- [Records supplied]
------------------------------
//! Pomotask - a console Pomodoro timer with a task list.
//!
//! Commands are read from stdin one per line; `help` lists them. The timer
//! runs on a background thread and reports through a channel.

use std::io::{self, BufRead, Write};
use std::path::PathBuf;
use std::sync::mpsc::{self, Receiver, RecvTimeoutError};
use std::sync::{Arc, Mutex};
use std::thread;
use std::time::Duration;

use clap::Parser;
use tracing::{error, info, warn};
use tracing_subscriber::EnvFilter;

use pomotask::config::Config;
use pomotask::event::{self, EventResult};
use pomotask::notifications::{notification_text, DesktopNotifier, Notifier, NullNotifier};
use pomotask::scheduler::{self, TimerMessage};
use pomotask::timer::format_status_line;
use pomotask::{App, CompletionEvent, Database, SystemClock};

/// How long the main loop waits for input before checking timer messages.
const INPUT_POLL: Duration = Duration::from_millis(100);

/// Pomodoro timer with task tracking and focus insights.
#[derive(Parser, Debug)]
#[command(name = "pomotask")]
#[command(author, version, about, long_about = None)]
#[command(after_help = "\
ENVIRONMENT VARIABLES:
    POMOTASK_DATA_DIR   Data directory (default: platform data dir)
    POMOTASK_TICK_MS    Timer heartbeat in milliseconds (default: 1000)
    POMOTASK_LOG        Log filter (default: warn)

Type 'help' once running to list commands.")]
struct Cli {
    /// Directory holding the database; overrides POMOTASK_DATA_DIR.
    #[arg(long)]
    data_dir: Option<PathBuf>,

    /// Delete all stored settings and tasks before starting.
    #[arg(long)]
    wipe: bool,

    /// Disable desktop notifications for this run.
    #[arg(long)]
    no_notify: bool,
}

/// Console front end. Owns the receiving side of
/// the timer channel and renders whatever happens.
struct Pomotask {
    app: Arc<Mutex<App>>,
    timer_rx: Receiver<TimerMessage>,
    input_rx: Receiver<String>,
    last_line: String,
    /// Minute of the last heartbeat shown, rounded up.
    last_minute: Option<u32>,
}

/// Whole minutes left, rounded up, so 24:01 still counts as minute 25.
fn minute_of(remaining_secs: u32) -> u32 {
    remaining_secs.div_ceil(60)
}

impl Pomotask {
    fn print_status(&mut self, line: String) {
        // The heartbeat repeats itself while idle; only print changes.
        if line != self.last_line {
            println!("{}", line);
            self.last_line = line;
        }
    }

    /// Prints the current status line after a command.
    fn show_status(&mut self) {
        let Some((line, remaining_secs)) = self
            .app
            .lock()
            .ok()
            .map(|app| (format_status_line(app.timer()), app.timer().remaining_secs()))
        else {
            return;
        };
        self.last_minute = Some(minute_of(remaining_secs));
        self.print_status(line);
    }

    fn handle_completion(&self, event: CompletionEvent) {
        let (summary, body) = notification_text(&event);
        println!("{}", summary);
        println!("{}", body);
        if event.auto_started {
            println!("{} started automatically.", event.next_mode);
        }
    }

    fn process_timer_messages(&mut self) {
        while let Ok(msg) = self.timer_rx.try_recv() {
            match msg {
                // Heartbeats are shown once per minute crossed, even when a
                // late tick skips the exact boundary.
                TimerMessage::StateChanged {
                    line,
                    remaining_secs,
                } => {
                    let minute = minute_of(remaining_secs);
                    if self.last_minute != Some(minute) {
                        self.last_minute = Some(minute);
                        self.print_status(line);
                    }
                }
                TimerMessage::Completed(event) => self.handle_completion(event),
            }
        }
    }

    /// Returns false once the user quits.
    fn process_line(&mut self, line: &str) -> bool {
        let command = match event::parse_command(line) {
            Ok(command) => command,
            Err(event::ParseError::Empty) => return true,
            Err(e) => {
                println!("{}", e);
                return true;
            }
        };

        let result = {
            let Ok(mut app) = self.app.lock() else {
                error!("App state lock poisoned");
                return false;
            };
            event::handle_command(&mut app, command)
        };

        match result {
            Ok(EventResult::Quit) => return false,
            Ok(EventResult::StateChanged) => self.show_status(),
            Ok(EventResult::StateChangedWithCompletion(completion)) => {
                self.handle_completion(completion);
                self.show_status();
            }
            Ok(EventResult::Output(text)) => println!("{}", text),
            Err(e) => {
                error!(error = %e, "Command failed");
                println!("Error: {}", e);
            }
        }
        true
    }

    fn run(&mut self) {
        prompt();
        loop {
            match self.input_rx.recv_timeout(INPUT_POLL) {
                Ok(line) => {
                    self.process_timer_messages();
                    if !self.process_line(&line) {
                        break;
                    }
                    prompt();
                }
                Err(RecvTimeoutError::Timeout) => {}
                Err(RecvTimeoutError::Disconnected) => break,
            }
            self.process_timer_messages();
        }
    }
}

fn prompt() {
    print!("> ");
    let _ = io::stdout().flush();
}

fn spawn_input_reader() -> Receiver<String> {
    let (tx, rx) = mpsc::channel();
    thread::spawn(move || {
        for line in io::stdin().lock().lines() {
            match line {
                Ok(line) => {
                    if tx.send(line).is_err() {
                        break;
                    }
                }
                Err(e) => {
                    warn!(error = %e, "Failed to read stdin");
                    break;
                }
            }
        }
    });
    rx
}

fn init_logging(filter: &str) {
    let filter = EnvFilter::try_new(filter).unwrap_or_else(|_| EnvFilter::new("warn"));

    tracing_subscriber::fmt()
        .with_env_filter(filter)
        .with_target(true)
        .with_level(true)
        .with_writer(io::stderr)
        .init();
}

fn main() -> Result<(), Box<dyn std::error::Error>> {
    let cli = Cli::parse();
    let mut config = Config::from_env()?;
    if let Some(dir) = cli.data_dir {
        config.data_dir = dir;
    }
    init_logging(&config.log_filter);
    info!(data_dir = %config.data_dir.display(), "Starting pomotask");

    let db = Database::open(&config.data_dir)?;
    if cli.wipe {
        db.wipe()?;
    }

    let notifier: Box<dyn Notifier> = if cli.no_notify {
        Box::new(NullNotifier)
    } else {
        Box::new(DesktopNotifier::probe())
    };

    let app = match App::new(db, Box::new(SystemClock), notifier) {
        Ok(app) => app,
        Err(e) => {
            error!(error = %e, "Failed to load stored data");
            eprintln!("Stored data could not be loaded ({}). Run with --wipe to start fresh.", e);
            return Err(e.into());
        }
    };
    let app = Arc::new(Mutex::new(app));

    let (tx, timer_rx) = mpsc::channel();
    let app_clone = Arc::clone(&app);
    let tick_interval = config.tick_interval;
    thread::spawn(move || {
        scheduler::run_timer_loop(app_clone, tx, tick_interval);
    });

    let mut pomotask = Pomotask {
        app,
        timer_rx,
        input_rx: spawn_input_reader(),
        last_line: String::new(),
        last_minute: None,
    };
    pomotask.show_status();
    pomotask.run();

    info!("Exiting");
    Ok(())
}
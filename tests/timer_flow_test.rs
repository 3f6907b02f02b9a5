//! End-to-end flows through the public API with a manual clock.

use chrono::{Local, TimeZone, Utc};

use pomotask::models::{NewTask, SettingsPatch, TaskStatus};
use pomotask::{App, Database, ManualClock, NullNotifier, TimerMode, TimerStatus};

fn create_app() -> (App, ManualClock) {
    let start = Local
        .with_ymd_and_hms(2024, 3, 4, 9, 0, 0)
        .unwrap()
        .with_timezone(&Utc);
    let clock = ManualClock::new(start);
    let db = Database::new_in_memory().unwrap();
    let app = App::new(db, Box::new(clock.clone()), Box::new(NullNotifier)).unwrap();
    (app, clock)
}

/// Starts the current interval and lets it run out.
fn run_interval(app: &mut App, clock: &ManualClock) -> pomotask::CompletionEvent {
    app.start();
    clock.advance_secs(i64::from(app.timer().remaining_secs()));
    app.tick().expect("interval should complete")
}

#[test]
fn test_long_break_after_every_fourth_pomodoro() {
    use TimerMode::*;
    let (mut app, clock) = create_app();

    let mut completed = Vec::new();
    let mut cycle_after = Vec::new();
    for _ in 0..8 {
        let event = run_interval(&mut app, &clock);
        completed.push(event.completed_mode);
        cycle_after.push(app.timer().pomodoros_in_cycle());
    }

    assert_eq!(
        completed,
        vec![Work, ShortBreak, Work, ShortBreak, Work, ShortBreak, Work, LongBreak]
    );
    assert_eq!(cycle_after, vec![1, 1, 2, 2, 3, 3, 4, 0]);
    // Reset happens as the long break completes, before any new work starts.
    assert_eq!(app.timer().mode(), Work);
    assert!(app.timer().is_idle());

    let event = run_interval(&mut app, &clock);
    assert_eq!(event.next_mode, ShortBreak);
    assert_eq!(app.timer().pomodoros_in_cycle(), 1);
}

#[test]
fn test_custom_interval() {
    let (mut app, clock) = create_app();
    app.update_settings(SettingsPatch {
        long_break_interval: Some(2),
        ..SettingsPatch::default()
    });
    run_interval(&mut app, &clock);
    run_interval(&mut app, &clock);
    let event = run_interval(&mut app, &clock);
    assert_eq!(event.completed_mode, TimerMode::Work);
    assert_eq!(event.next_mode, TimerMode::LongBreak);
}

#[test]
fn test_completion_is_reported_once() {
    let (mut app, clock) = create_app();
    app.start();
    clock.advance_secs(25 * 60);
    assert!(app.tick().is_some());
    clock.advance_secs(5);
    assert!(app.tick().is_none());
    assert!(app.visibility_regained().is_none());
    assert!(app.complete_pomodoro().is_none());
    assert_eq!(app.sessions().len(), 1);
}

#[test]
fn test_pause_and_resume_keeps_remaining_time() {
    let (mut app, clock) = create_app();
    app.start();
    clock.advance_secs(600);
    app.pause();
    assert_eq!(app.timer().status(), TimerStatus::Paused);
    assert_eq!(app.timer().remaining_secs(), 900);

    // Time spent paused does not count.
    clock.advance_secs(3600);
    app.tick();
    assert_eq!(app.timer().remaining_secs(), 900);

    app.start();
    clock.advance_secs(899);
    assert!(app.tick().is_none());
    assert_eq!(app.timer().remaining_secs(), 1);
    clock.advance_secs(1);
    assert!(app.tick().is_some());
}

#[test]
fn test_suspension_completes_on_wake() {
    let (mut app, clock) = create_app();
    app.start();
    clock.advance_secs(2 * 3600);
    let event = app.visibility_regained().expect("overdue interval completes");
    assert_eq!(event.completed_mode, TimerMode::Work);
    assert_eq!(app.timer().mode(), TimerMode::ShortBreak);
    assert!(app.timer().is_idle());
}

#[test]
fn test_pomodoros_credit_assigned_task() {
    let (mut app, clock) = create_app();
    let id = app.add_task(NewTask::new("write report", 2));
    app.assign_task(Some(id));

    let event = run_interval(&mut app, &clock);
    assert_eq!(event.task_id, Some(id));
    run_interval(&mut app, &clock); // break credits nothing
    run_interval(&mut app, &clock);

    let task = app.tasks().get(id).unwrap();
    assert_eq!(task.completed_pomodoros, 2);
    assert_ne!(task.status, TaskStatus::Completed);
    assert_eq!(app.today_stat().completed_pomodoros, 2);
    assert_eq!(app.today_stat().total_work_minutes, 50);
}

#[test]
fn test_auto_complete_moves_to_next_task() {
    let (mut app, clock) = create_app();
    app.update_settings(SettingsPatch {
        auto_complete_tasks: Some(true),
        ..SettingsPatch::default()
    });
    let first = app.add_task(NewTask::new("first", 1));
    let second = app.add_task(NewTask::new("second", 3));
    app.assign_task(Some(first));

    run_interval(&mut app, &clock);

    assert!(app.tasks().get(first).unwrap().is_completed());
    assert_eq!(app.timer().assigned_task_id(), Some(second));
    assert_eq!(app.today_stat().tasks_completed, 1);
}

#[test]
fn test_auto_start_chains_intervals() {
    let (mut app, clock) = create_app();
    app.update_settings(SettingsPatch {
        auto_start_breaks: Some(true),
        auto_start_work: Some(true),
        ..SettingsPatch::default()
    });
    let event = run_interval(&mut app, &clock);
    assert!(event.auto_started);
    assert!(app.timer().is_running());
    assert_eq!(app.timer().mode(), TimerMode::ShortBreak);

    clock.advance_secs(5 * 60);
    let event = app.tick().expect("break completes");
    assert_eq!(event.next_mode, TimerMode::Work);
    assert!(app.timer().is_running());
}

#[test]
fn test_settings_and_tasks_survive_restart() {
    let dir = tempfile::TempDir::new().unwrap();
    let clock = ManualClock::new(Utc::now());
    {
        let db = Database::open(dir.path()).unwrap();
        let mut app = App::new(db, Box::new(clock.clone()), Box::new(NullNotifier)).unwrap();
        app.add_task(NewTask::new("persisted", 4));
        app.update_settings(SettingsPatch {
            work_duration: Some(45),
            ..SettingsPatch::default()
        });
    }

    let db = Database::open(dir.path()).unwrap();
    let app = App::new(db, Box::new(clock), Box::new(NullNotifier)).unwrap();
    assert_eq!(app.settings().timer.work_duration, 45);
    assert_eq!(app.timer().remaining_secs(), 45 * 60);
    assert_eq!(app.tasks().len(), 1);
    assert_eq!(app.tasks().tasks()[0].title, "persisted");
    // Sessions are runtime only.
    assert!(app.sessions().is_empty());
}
------------------------------
- [What to produce] From the records above, pull out every line containing the word "config".

- [Result of the exercise]
use pomotask::config::Config;
    let mut config = Config::from_env()?;
        config.data_dir = dir;
    init_logging(&config.log_filter);
    info!(data_dir = %config.data_dir.display(), "Starting pomotask");
    let db = Database::open(&config.data_dir)?;
    let tick_interval = config.tick_interval;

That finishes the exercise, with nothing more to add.